╔══

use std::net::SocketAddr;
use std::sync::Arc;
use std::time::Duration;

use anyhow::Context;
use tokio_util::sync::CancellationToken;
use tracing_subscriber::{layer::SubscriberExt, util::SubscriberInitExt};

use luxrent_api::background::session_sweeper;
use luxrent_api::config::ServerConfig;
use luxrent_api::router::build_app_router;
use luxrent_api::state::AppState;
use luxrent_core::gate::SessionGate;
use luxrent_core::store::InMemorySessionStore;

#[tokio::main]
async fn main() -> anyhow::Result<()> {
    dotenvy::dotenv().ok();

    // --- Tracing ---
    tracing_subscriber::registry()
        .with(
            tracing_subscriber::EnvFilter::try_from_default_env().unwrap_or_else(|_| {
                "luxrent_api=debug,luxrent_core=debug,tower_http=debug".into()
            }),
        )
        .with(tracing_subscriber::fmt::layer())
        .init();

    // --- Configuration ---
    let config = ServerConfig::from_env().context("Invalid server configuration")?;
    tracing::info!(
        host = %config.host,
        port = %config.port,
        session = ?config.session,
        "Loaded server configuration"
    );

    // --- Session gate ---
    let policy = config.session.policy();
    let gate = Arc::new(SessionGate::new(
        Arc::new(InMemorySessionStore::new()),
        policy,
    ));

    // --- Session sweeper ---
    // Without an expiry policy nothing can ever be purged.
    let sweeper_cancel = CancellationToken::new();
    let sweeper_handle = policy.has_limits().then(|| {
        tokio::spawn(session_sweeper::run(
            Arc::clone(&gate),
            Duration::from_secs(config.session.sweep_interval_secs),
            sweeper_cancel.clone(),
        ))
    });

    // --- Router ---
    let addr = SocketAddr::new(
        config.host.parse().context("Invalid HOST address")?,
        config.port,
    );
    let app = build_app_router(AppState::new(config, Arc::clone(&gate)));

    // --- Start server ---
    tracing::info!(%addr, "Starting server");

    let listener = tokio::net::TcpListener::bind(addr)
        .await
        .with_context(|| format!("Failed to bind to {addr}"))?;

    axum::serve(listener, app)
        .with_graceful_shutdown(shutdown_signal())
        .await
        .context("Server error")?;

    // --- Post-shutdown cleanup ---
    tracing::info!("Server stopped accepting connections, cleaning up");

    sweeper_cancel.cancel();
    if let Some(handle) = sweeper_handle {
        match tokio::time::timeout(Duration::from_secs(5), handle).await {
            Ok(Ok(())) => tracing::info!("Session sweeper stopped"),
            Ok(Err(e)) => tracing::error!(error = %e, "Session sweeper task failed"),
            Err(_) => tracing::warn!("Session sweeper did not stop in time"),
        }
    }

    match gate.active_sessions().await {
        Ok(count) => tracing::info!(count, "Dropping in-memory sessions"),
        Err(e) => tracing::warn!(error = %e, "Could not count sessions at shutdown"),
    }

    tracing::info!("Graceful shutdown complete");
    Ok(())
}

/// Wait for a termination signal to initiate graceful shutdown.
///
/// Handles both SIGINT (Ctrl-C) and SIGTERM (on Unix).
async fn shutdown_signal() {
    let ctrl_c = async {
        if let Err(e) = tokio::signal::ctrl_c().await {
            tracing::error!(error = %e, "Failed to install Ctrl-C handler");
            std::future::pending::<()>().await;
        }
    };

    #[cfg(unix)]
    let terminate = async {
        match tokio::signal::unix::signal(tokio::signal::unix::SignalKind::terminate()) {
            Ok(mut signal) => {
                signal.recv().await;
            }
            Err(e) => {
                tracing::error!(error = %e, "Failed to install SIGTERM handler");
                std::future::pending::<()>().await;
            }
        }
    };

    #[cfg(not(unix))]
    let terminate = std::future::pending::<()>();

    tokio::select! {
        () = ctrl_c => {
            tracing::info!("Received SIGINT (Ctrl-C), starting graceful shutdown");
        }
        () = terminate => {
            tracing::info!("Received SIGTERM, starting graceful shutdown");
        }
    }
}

╚══

Send back exactly the lines of the listing above starting at the one with "let policy = config.session.policy();" and ending at the one with "#[cfg(unix)]", inclusive, and no others.

**REPLY TO THE EXERCISE:**
    let policy = config.session.policy();
    let gate = Arc::new(SessionGate::new(
        Arc::new(InMemorySessionStore::new()),
        policy,
    ));

    // --- Session sweeper ---
    // Without an expiry policy nothing can ever be purged.
    let sweeper_cancel = CancellationToken::new();
    let sweeper_handle = policy.has_limits().then(|| {
        tokio::spawn(session_sweeper::run(
            Arc::clone(&gate),
            Duration::from_secs(config.session.sweep_interval_secs),
            sweeper_cancel.clone(),
        ))
    });

    // --- Router ---
    let addr = SocketAddr::new(
        config.host.parse().context("Invalid HOST address")?,
        config.port,
    );
    let app = build_app_router(AppState::new(config, Arc::clone(&gate)));

    // --- Start server ---
    tracing::info!(%addr, "Starting server");

    let listener = tokio::net::TcpListener::bind(addr)
        .await
        .with_context(|| format!("Failed to bind to {addr}"))?;

    axum::serve(listener, app)
        .with_graceful_shutdown(shutdown_signal())
        .await
        .context("Server error")?;

    // --- Post-shutdown cleanup ---
    tracing::info!("Server stopped accepting connections, cleaning up");

    sweeper_cancel.cancel();
    if let Some(handle) = sweeper_handle {
        match tokio::time::timeout(Duration::from_secs(5), handle).await {
            Ok(Ok(())) => tracing::info!("Session sweeper stopped"),
            Ok(Err(e)) => tracing::error!(error = %e, "Session sweeper task failed"),
            Err(_) => tracing::warn!("Session sweeper did not stop in time"),
        }
    }

    match gate.active_sessions().await {
        Ok(count) => tracing::info!(count, "Dropping in-memory sessions"),
        Err(e) => tracing::warn!(error = %e, "Could not count sessions at shutdown"),
    }

    tracing::info!("Graceful shutdown complete");
    Ok(())
}

/// Wait for a termination signal to initiate graceful shutdown.
///
/// Handles both SIGINT (Ctrl-C) and SIGTERM (on Unix).
async fn shutdown_signal() {
    let ctrl_c = async {
        if let Err(e) = tokio::signal::ctrl_c().await {
            tracing::error!(error = %e, "Failed to install Ctrl-C handler");
            std::future::pending::<()>().await;
        }
    };

    #[cfg(unix)]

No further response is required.